As I noted below, we are now getting sufficiently dense data on the genetic lineages of COVID19 to map its introduction and spread within the United States – both in time and geography. The preliminary evidence suggests the epidemic in New York City began after COVID was introduced from Europe in mid-February. Perhaps there were isolated introductions earlier. Given the scale of international travel in and out of the city it seems hard to imagine there wasn’t. But it was this mid-February introduction that took root and exploded, ultimately infecting more than 1.5 million city residents and killing at least 20,000 people. Now that this virological, genomic history is coming into clearer view it is time to consider an alternative history of the epidemic, one in which the US fielded tests two or three weeks before the point of introduction to what would become the epicenter of the US epidemic.
Let’s review the history.
The genetic code of the virus that causes COVID19 was published in early January. On January 16th German researchers published the protocol for the first COVID19 test. Five days later, on January 21st, the CDC announced that it had confirmed the first case of COVID in the United States with its own test.
Tests were available, createable and produced in the third week of January. The CDC had one. But from there things quickly broke down. The test produced by the CDC and sent out to the states had a manufacturing flaw and couldn’t be used. State public health labs then had to send samples for testing at the CDC in Atlanta. This meant that testing capacity was radically constrained in the US basically from the start.
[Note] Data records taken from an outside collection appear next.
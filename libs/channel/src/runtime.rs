//! Actor runtime contract and a tokio task implementation of it
//!
//! A channel only ever `tell`s a bound actor: it posts a [`RequestMessage`]
//! and moves on. Answers come back through the channel's outbound API.

use std::fmt;
use std::sync::{Arc, Weak};

use async_trait::async_trait;
use tether_core::{ActorId, RemoteError, RequestId};
use tokio::sync::mpsc;
use tracing::{debug, Instrument};

use crate::binding::BoundType;
use crate::error::Result;
use crate::handle::ChannelHandle;
use crate::payload::Payload;

/// A request delivered to a bound actor
pub struct RequestMessage<P: Payload> {
    /// 0 when the caller wants no response
    pub correlation_id: RequestId,
    pub payload: P,
    /// Channel the request arrived on
    pub reply_to: ChannelHandle<P>,
}

impl<P: Payload> RequestMessage<P> {
    pub fn expects_reply(&self) -> bool {
        self.correlation_id != 0
    }
}

impl<P: Payload + fmt::Debug> fmt::Debug for RequestMessage<P> {
    fn fmt(&self, f: &mut fmt::Formatter<'_>) -> fmt::Result {
        f.debug_struct("RequestMessage")
            .field("correlation_id", &self.correlation_id)
            .field("payload", &self.payload)
            .finish()
    }
}

/// Where an actor receives its requests
pub trait Mailbox<P: Payload>: Send + Sync + 'static {
    /// Post without waiting. A stopped actor silently discards.
    fn tell(&self, message: RequestMessage<P>);
}

/// Non-owning reference to a runtime actor
///
/// Two handles are the same actor when they share a mailbox.
pub struct ActorHandle<P: Payload>(Arc<dyn Mailbox<P>>);

impl<P: Payload> ActorHandle<P> {
    pub fn from_mailbox(mailbox: impl Mailbox<P>) -> Self {
        Self(Arc::new(mailbox))
    }

    pub fn tell(&self, message: RequestMessage<P>) {
        self.0.tell(message)
    }

    pub fn same_actor(&self, other: &Self) -> bool {
        Arc::as_ptr(&self.0) as *const () == Arc::as_ptr(&other.0) as *const ()
    }
}

impl<P: Payload> Clone for ActorHandle<P> {
    fn clone(&self) -> Self {
        Self(self.0.clone())
    }
}

impl<P: Payload> fmt::Debug for ActorHandle<P> {
    fn fmt(&self, f: &mut fmt::Formatter<'_>) -> fmt::Result {
        f.debug_tuple("ActorHandle")
            .field(&(Arc::as_ptr(&self.0) as *const ()))
            .finish()
    }
}

/// Behaviour of an actor run by [`spawn_actor`]
#[async_trait]
pub trait Actor<P: Payload>: Send + 'static {
    async fn on_start(&mut self, _ctx: &ActorContext<P>) {}

    /// Handle one request; the result becomes the response when the caller
    /// asked for one
    async fn handle(
        &mut self,
        payload: P,
        ctx: &ActorContext<P>,
    ) -> std::result::Result<Option<P>, RemoteError>;

    async fn on_stop(&mut self) {}
}

/// What a running actor knows about itself and its channel
pub struct ActorContext<P: Payload> {
    myself: Weak<dyn Mailbox<P>>,
    channel: ChannelHandle<P>,
}

impl<P: Payload> ActorContext<P> {
    /// `None` once every handle to this actor is gone
    pub fn myself(&self) -> Option<ActorHandle<P>> {
        self.myself.upgrade().map(ActorHandle)
    }

    pub fn channel(&self) -> &ChannelHandle<P> {
        &self.channel
    }

    /// Start another actor on the same channel
    pub fn spawn(&self, actor: impl Actor<P>) -> ActorHandle<P> {
        spawn_actor(actor, self.channel.clone())
    }

    /// Start a child actor and bind it on this actor's channel
    pub async fn bind_child<T>(&self, actor: impl Actor<P>, types: T) -> Result<ActorId>
    where
        T: IntoIterator,
        T::Item: Into<BoundType<P::Interface>>,
    {
        let handle = self.spawn(actor);
        self.channel.bind(handle, types).await
    }
}

struct TaskMailbox<P: Payload> {
    tx: mpsc::UnboundedSender<RequestMessage<P>>,
}

impl<P: Payload> Mailbox<P> for TaskMailbox<P> {
    fn tell(&self, message: RequestMessage<P>) {
        let _ = self.tx.send(message);
    }
}

/// Run `actor` on its own task, serving requests one at a time
///
/// The actor stops when `channel` closes or when every handle to it is
/// dropped, running `on_stop` either way.
pub fn spawn_actor<P: Payload>(actor: impl Actor<P>, channel: ChannelHandle<P>) -> ActorHandle<P> {
    let (tx, rx) = mpsc::unbounded_channel();
    let mailbox: Arc<dyn Mailbox<P>> = Arc::new(TaskMailbox { tx });
    let ctx = ActorContext {
        myself: Arc::downgrade(&mailbox),
        channel,
    };
    tokio::spawn(run_actor(actor, rx, ctx).in_current_span());
    ActorHandle(mailbox)
}

async fn run_actor<P: Payload, A: Actor<P>>(
    mut actor: A,
    mut inbox: mpsc::UnboundedReceiver<RequestMessage<P>>,
    ctx: ActorContext<P>,
) {
    actor.on_start(&ctx).await;

    loop {
        let message = tokio::select! {
            message = inbox.recv() => message,
            _ = ctx.channel.closed() => None,
        };
        let Some(RequestMessage {
            correlation_id,
            payload,
            reply_to,
        }) = message
        else {
            break;
        };

        let outcome = actor.handle(payload, &ctx).await;
        if correlation_id == 0 {
            if let Err(error) = outcome {
                debug!(%error, "one-way request failed");
            }
            continue;
        }
        match ctx.myself() {
            Some(me) => {
                if let Err(error) = reply_to.send_response(&me, correlation_id, outcome) {
                    debug!(%error, correlation_id, "response not sent");
                }
            }
            None => debug!(correlation_id, "actor released, response not sent"),
        }
    }

    actor.on_stop().await;
}
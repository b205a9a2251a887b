//! Tether Fabric - Low-level transport and codec layer
//!
//! Provides transport abstractions (TCP, Unix sockets, UDP, in-memory) and
//! codec support (bincode, JSON) underneath tether channels.
//!
//! # Example
//!
//! ```no_run
//! use tether_fabric::{Connection, codec::BincodeCodec};
//! use serde::{Serialize, Deserialize};
//!
//! #[derive(Serialize, Deserialize)]
//! struct MyRequest { data: String }
//!
//! #[derive(Serialize, Deserialize)]
//! struct MyResponse { result: i32 }
//!
//! # async fn example() -> Result<(), Box<dyn std::error::Error>> {
//! let addr = "127.0.0.1:8080".parse()?;
//! let mut connection = Connection::tcp(addr, BincodeCodec).await?;
//! connection.send(&MyRequest { data: "hello".to_string() }).await?;
//! let resp: MyResponse = connection.receive().await?;
//! # Ok(())
//! # }
//! ```

pub mod codec;
pub mod connection;
pub mod error;
pub mod transport;

// Re-exports for convenience
pub use connection::{Connection, ConnectionReceiver, ConnectionSender};
pub use error::{Error, Result};
use std::time::Duration;

use serde::{Deserialize, Serialize};
use tether_fabric::codec::Codec;
use tether_fabric::transport::framing::MAX_FRAME_SIZE;
use tether_fabric::transport::{TcpTransport, Transport, UdpConfig, UdpTransport, UnixTransport};
use tokio::net::lookup_host;
use tokio::runtime::Handle;

use crate::channel::Role;
use crate::driver::{spawn_channel, ChannelOptions, Connector, Handshake};
use crate::envelope::Hello;
use crate::error::{Error, Result};
use crate::handle::ChannelHandle;
use crate::payload::Payload;

/// Transport a factory connects with
#[derive(Debug, Clone, Copy, Default, PartialEq, Eq, Serialize, Deserialize)]
#[serde(rename_all = "lowercase")]
pub enum TransportKind {
    #[default]
    Tcp,
    Udp,
    Unix,
}

/// Everything needed to open a client channel
#[derive(Debug, Clone, Serialize, Deserialize)]
#[serde(default)]
pub struct ChannelConfig {
    pub transport: TransportKind,
    /// `host:port` for TCP and UDP, a socket path for Unix
    pub endpoint: String,
    /// Sent in the hello frame
    pub connect_token: Option<String>,
    pub name: String,
    pub inbox_capacity: usize,
    pub request_timeout_ms: Option<u64>,
    pub connect_timeout_ms: Option<u64>,
    pub handshake_timeout_ms: Option<u64>,
    pub close_timeout_ms: u64,
    /// Largest frame accepted on stream transports
    pub max_frame_size: usize,
    pub udp: UdpConfig,
}

impl Default for ChannelConfig {
    fn default() -> Self {
        let options = ChannelOptions::default();
        Self {
            transport: TransportKind::default(),
            endpoint: String::new(),
            connect_token: None,
            name: options.name,
            inbox_capacity: options.inbox_capacity,
            request_timeout_ms: None,
            connect_timeout_ms: Some(10_000),
            handshake_timeout_ms: options.handshake_timeout.map(millis),
            close_timeout_ms: millis(options.close_timeout),
            max_frame_size: MAX_FRAME_SIZE,
            udp: UdpConfig::default(),
        }
    }
}

fn millis(duration: Duration) -> u64 {
    u64::try_from(duration.as_millis()).unwrap_or(u64::MAX)
}

impl ChannelConfig {
    pub fn tcp(endpoint: impl Into<String>) -> Self {
        Self {
            transport: TransportKind::Tcp,
            endpoint: endpoint.into(),
            ..Self::default()
        }
    }

    pub fn udp(endpoint: impl Into<String>) -> Self {
        Self {
            transport: TransportKind::Udp,
            endpoint: endpoint.into(),
            ..Self::default()
        }
    }

    pub fn unix(path: impl Into<String>) -> Self {
        Self {
            transport: TransportKind::Unix,
            endpoint: path.into(),
            ..Self::default()
        }
    }

    pub fn validate(&self) -> Result<()> {
        if self.endpoint.is_empty() {
            return Err(Error::Config("endpoint is empty".into()));
        }
        if self.max_frame_size == 0 {
            return Err(Error::Config("max_frame_size must be nonzero".into()));
        }
        if self.transport == TransportKind::Udp {
            self.udp
                .validate()
                .map_err(|e| Error::Config(e.to_string()))?;
        }
        Ok(())
    }

    /// The per-channel runtime settings
    pub fn options(&self) -> ChannelOptions {
        ChannelOptions {
            name: self.name.clone(),
            inbox_capacity: self.inbox_capacity,
            request_timeout: self.request_timeout_ms.map(Duration::from_millis),
            handshake_timeout: self.handshake_timeout_ms.map(Duration::from_millis),
            close_timeout: Duration::from_millis(self.close_timeout_ms),
        }
    }
}

/// Opens client channels of one configured kind
///
/// Transport selection happens here and nowhere else; every channel it
/// creates runs the same protocol core.
pub struct ChannelFactory<C> {
    config: ChannelConfig,
    codec: C,
    runtime: Option<Handle>,
}

impl<C> ChannelFactory<C>
where
    C: Codec + Clone + 'static,
{
    pub fn new(config: ChannelConfig, codec: C) -> Self {
        Self {
            config,
            codec,
            runtime: None,
        }
    }

    /// Spawn channel tasks on `runtime` instead of the caller's runtime
    pub fn with_runtime(mut self, runtime: Handle) -> Self {
        self.runtime = Some(runtime);
        self
    }

    pub fn config(&self) -> &ChannelConfig {
        &self.config
    }

    /// Start a channel; it connects in the background
    ///
    /// Operations posted before the connection is up are queued. A failed
    /// connect closes the channel, failing whatever was queued.
    pub fn create<P: Payload>(&self) -> Result<ChannelHandle<P>> {
        self.config.validate()?;
        Ok(spawn_channel(
            self.connector(),
            self.codec.clone(),
            Role::Client,
            Handshake::Hello(Hello {
                token: self.config.connect_token.clone(),
            }),
            self.config.options(),
            self.runtime.as_ref(),
        ))
    }

    fn connector(&self) -> Connector {
        let endpoint = self.config.endpoint.clone();
        let connect_timeout = self.config.connect_timeout_ms.map(Duration::from_millis);
        let max_frame_size = self.config.max_frame_size;
        match self.config.transport {
            TransportKind::Tcp => Box::pin(async move {
                let mut builder = TcpTransport::builder()
                    .address(resolve(&endpoint).await?)
                    .max_frame_size(max_frame_size);
                if let Some(timeout) = connect_timeout {
                    builder = builder.connect_timeout(timeout);
                }
                let transport: Box<dyn Transport> = Box::new(builder.connect().await?);
                Ok::<_, tether_fabric::Error>(transport)
            }),
            TransportKind::Unix => Box::pin(async move {
                let mut builder = UnixTransport::builder()
                    .path(&endpoint)
                    .max_frame_size(max_frame_size);
                if let Some(timeout) = connect_timeout {
                    builder = builder.connect_timeout(timeout);
                }
                let transport: Box<dyn Transport> = Box::new(builder.connect().await?);
                Ok::<_, tether_fabric::Error>(transport)
            }),
            TransportKind::Udp => {
                let config = self.config.udp.clone();
                Box::pin(async move {
                    let connect = async {
                        UdpTransport::builder()
                            .config(config)
                            .address(resolve(&endpoint).await?)
                            .connect()
                            .await
                    };
                    let transport = match connect_timeout {
                        Some(timeout) => tokio::time::timeout(timeout, connect)
                            .await
                            .map_err(|_| tether_fabric::Error::Timeout("Connect"))??,
                        None => connect.await?,
                    };
                    let transport: Box<dyn Transport> = Box::new(transport);
                    Ok::<_, tether_fabric::Error>(transport)
                })
            }
        }
    }
}

async fn resolve(endpoint: &str) -> tether_fabric::Result<std::net::SocketAddr> {
    lookup_host(endpoint).await?.next().ok_or_else(|| {
        tether_fabric::Error::Config(format!("{endpoint} did not resolve to an address"))
    })
}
As we discussed back on March 6th, though, the issue seems to have been less technical than organizational and bureaucratic. There was a technical problem with the CDC test. But the US has vast additional capacity – in the private sector, in state public health labs and academic institutions – to create and manufacture tests. The issue was that the FDA, which has authority over approving tests, didn’t approve other efforts to move forward until early March. At a basic level the problem was one of communications and leadership. Both agencies are housed within the Department of Health and Human Services. Neither effectively communicated with the other or others in the Department about the critical, time-sensitive nature of the problem or the role they each had to play in resolving it.
What remains unclear to me is how much the highly restrictive criteria for testing – themselves seemingly devised to grapple with the shortage of tests – became a reason for not moving quickly to find other sources of tests. It is true that as long as testing was restricted to people who were symptomatic for COVID and had a recent travel history to China, there were plenty of tests to go around. Through February federal officials consistently said that there was no need to test people who didn’t meet this criteria. Only late in the month did those officials shift to the real or at least more fundamental issue, which was that there weren’t enough tests for testing on any wider basis.
Regardless of the answers to those questions, the key point is that the problems with the original CDC test was a recoverable problem. The administration simply spent more than a month not recovering from it. That was fundamentally a failure of leadership on the part of appointees at CDC, FDA, HHS and ultimately the White House.
Here we must return to our alternative history, one in which the US began testing for COVID in late January or at the latest early February. In an ideal world the US might have started broad, random surveillance testing to find the first signs of an outbreak. More mundane but also effective would have been testing every American who showed up in an emergency room with signs of a respiratory infection. That would have detected the first signs of the outbreak early in New York and the rest of the country.
As it was, public health officials were reduced to monitoring the existing national flu surveillance network which monitors influence-like illness (ILI). But as long as the flu season was raging, as it was in January and February, it would take a big spike for a COVID signal to break through. As late as March 7th, three weeks into the outbreak in New York City, public health experts had to monitor ili data showing an out-of-season spike in cases and wonder if it could be the first sign of an outbreak in the city.
15/ This is what the ILI data in NYC looks like now.
It looks like there is a clear signal now of increasing influenza-like illness (cough and fever) in NYC
I don't know if this is "worried well" or a resurgence of flu, or what the age distribution is, but those are answerable pic.twitter.com/tOYIM0Wkyo
— Farzad Mostashari (@Farzad_MD) March 7, 2020
That was March 7th. It was ten days until the city’s schools shuttered, two and a half weeks until the city fully went into lockdown. That was almost six weeks after the outbreak began and at least three weeks after the scale of the outbreak would have been fully detectable with ample testing capacity.
This isn’t Monday morning quarterbacking. Countless public health officials, researchers, average people who didn’t want to get COVID were raising the alarm through February. By the latter part of the month public health laboratories were alternatively begging and demanding the FDA allow them to field their own tests. None of these people knew the scale of the outbreak. There was no way they could. There was effectively no testing. But the fact it was exploding in Europe as well as Asia made it the height of wishful thinking to imagine it wasn’t already happening unseen or soon to happen in the US.
Entering a major global pandemic with no testing is like flying in instruments-only conditions with no instruments. Are you cruising along at 30,000 or flying into a mountain? New York City was flying into a mountain. We could have known but we didn’t. Losing six weeks was fatal.